Fine-tuning Large MoE Models#
Compared to PyTorch FSDP, Megatron-LM supports full 5D parallelism, delivering better scaling and efficiency. AReaL fully supports customized RL training with Megatron-LM as the backend. This guide explains how to harness the Megatron training backend and train large MoE models for your application.
Enabling Megatron in allocation_mode#
Shifting from FSDP to Megatron requires only a single line of change: the
allocation_mode field from sglang:d4+fsdp:d4 to sglang:d4+megatron:d4.

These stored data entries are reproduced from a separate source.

//! Session store port.
//!
//! Owns every live [`Session`], keyed by user. Each operation is atomic on
//! its own; a caller that reads, mutates and writes back a session must hold
//! the user's turn lock (see `application::UserGate`) for the whole sequence.

use std::time::Duration;

use async_trait::async_trait;

use crate::domain::foundation::{DomainError, ErrorCode, Timestamp, UserId};
use crate::domain::session::Session;

/// Concurrency-safe mapping from user to their active session.
#[async_trait]
pub trait SessionStore: Send + Sync {
    /// Returns a snapshot of the user's session, if any.
    async fn get(&self, user_id: UserId) -> Result<Option<Session>, SessionStoreError>;

    /// Stores `session` under its user, returning the one it replaced.
    async fn put(&self, session: Session) -> Result<Option<Session>, SessionStoreError>;

    /// Removes and returns the user's session.
    async fn delete(&self, user_id: UserId) -> Result<Option<Session>, SessionStoreError>;

    /// Users whose session has been idle for longer than `ttl` at `now`.
    async fn idle_users(&self, ttl: Duration, now: Timestamp)
        -> Result<Vec<UserId>, SessionStoreError>;

    /// Removes and returns the user's session only if it is still idle.
    ///
    /// Callers hold the user's turn lock, so a turn that refreshed the
    /// session after `idle_users` ran keeps it.
    async fn remove_idle(
        &self,
        user_id: UserId,
        ttl: Duration,
        now: Timestamp,
    ) -> Result<Option<Session>, SessionStoreError>;

    /// Number of live sessions.
    async fn len(&self) -> Result<usize, SessionStoreError>;
}

/// Errors that can occur in session store operations.
#[derive(Debug, Clone, PartialEq, Eq, thiserror::Error)]
pub enum SessionStoreError {
    /// Backing storage cannot be reached.
    #[error("session store unavailable: {0}")]
    Unavailable(String),
}

impl From<SessionStoreError> for DomainError {
    fn from(err: SessionStoreError) -> Self {
        DomainError::new(ErrorCode::SessionStoreError, err.to_string())
    }
}

#[cfg(test)]
mod tests {
    use super::*;

    #[test]
    fn session_store_is_object_safe() {
        fn _accepts_dyn(_store: &dyn SessionStore) {}
    }

    #[test]
    fn store_error_maps_to_domain_code() {
        let err: DomainError = SessionStoreError::Unavailable("down".into()).into();
        assert_eq!(err.code, ErrorCode::SessionStoreError);
        assert!(err.message.contains("down"));
        assert!(err.details.is_empty());
    }
}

For a complete guide on allocation mode syntax, parallelism dimensions, and GPU calculations, see the Allocation Mode Reference.
MoE Parallel Strategy#
For MoE models, Megatron supports separate parallelism for attention and FFN modules using the hybrid syntax. For example:
megatron:(attn:d1p4t2c2|ffn:d1p4t1e4)
This 16-GPU configuration uses PP=4, with attention modules using TP=2 and CP=2, while expert modules use TP=1 and EP=4. See MoE Parallel Folding for details on this feature.
Tuning Guides:
Aligning Inference and Training Precision#
Due to the sparse nature of MoE models, the logits calculated by forward passes during
inference and training could be severely misaligned, leading to unstable training
results. To mitigate this instability, it is highly recommended to set
actor.megatron.use_deterministic_algorithms=True to disable nondeterministic
calculations in Megatron, although this may cause a ~10-20% slowdown in training steps.
As an example, you can run GRPO on the Qwen3 30B-A3B MoE model and GSM8K dataset (on a 32-GPU ray cluster) directly with the following command:
# NOTE: Allocation mode here is only for illustration purposes. It is not optimized.
python3 examples/math/gsm8k_rl.py --config <megatron_config.yaml> \
scheduler.type=ray \
experiment_name=megatron-moe-gsm8k-grpo trial_name=trial-0 allocation_mode=sglang:d4t4+megatron:(attn:d1p4t2c2|ffn:d1p4t1e4) \
cluster.n_nodes=4 cluster.n_gpus_per_node=8 actor.path=Qwen/Qwen3-30B-A3B \
actor.megatron.use_deterministic_algorithms=True